## TASK BRIEF
From the very first line down to the line containing "reconciled sensor reading.", write out the material exactly as it appears, and no more.

________________

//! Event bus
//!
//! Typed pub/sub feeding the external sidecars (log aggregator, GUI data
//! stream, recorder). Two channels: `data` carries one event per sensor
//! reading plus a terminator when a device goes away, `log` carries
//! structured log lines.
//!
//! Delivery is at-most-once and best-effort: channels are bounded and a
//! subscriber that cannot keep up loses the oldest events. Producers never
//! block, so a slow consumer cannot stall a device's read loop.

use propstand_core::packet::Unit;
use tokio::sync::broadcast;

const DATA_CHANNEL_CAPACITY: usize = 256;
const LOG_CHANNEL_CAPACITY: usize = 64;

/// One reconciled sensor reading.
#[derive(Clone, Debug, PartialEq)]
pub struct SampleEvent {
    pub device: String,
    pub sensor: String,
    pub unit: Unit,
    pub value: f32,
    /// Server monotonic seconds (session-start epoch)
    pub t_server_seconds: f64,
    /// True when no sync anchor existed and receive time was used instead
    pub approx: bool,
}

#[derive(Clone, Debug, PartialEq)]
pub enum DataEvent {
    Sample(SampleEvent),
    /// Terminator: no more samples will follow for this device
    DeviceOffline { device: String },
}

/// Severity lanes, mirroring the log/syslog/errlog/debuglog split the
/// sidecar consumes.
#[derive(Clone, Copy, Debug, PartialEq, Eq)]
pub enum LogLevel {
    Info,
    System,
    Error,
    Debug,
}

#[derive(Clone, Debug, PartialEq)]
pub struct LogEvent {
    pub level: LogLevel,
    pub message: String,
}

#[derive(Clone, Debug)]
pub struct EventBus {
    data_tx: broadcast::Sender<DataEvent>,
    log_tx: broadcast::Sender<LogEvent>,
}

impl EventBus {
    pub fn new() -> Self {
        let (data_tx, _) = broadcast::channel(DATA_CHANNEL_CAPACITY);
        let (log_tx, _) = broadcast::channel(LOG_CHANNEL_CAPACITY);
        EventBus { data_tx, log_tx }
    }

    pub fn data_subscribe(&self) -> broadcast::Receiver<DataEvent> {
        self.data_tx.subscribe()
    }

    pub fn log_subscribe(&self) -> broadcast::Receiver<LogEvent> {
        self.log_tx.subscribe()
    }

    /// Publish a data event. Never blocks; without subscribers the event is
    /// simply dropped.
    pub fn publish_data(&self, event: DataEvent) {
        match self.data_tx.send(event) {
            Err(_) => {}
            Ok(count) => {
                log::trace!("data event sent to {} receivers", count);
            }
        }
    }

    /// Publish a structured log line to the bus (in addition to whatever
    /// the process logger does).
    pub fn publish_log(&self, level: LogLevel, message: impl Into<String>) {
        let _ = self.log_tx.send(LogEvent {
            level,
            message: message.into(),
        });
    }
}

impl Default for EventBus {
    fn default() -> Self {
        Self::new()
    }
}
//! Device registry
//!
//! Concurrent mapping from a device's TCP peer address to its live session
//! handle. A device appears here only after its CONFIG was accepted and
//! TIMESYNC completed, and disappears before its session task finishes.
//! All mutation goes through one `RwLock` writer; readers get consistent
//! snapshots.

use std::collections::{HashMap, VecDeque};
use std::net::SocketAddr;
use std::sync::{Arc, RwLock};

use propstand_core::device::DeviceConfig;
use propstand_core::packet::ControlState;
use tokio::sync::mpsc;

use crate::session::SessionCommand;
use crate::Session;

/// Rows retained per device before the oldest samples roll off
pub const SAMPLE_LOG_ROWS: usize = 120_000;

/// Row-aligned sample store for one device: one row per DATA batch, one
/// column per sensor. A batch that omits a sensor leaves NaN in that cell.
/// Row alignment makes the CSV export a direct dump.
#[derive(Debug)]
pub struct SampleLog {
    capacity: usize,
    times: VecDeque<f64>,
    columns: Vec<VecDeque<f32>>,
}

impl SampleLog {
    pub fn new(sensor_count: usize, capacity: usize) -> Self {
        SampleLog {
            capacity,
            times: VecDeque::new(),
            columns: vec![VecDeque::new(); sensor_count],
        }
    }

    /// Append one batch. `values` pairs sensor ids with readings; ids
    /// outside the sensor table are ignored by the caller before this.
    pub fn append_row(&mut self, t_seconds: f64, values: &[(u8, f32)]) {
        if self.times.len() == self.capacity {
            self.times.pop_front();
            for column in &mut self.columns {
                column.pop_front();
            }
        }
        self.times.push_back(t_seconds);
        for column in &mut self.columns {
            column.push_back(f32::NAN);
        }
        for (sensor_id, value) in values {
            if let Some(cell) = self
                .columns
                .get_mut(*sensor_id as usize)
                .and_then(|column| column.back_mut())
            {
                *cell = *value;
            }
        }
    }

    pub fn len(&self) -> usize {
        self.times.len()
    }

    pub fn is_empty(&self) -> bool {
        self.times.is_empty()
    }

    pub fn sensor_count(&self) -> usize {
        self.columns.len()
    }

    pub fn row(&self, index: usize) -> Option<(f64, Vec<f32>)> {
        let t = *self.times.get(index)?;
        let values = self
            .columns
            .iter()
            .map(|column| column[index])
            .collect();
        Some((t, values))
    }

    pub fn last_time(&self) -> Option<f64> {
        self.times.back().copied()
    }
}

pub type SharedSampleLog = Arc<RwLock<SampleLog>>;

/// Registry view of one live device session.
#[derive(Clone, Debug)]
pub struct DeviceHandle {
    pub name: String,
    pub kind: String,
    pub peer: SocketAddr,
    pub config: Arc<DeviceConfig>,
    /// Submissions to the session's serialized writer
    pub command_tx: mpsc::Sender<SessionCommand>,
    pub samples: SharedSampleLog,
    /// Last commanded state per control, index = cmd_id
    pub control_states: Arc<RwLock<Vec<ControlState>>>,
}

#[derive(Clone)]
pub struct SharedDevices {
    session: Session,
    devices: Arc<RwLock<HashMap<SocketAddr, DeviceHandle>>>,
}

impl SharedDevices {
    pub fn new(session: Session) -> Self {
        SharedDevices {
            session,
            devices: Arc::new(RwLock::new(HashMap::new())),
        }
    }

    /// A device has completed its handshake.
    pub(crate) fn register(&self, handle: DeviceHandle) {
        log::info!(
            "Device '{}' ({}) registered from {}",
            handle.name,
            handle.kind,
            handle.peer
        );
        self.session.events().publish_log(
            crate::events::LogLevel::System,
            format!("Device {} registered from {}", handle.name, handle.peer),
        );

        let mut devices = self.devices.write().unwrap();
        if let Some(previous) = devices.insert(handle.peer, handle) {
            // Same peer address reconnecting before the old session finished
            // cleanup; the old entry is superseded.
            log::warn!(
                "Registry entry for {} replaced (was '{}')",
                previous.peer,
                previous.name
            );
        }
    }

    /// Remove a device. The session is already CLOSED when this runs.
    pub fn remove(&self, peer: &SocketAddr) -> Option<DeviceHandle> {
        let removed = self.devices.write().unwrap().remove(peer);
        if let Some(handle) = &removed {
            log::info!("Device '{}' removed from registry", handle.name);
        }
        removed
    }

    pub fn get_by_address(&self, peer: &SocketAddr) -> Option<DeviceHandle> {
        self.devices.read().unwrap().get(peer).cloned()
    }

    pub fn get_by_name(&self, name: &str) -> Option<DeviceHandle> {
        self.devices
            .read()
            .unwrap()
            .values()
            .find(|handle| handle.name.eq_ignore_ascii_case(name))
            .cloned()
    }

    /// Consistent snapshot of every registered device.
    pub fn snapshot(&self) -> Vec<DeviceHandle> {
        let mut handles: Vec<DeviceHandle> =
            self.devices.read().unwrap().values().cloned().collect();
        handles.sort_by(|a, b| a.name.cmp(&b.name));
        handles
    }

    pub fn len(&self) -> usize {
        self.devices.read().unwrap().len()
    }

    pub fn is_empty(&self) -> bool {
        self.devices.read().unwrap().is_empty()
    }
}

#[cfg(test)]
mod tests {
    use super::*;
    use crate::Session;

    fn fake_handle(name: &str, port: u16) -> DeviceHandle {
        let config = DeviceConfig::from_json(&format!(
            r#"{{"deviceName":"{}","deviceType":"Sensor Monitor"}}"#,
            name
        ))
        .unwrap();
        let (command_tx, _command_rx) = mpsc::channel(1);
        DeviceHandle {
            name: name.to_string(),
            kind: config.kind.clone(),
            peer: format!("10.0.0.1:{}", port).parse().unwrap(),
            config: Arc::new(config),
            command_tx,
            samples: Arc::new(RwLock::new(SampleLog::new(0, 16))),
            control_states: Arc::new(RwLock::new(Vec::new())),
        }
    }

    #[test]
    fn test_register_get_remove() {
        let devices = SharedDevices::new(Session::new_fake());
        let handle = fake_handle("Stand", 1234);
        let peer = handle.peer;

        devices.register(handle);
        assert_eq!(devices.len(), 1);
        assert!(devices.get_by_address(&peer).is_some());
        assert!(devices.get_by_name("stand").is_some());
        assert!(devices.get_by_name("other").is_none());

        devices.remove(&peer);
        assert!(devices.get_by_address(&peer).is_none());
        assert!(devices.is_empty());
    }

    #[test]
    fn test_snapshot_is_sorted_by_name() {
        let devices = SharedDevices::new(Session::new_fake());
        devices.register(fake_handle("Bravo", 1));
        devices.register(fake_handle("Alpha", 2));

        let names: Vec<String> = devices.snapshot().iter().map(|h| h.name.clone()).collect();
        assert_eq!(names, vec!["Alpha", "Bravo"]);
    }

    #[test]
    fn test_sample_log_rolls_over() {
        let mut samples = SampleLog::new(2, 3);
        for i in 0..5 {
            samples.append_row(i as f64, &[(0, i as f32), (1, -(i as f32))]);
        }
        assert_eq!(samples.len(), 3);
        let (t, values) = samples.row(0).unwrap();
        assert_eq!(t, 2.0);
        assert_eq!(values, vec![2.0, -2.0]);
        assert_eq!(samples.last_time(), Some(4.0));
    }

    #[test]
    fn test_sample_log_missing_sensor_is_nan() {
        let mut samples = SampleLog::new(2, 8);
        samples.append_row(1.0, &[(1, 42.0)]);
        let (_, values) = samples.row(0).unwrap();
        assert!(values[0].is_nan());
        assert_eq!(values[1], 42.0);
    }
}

________________

## RESPONSE FOR THIS EXERCISE
//! Event bus
//!
//! Typed pub/sub feeding the external sidecars (log aggregator, GUI data
//! stream, recorder). Two channels: `data` carries one event per sensor
//! reading plus a terminator when a device goes away, `log` carries
//! structured log lines.
//!
//! Delivery is at-most-once and best-effort: channels are bounded and a
//! subscriber that cannot keep up loses the oldest events. Producers never
//! block, so a slow consumer cannot stall a device's read loop.

use propstand_core::packet::Unit;
use tokio::sync::broadcast;

const DATA_CHANNEL_CAPACITY: usize = 256;
const LOG_CHANNEL_CAPACITY: usize = 64;

/// One reconciled sensor reading.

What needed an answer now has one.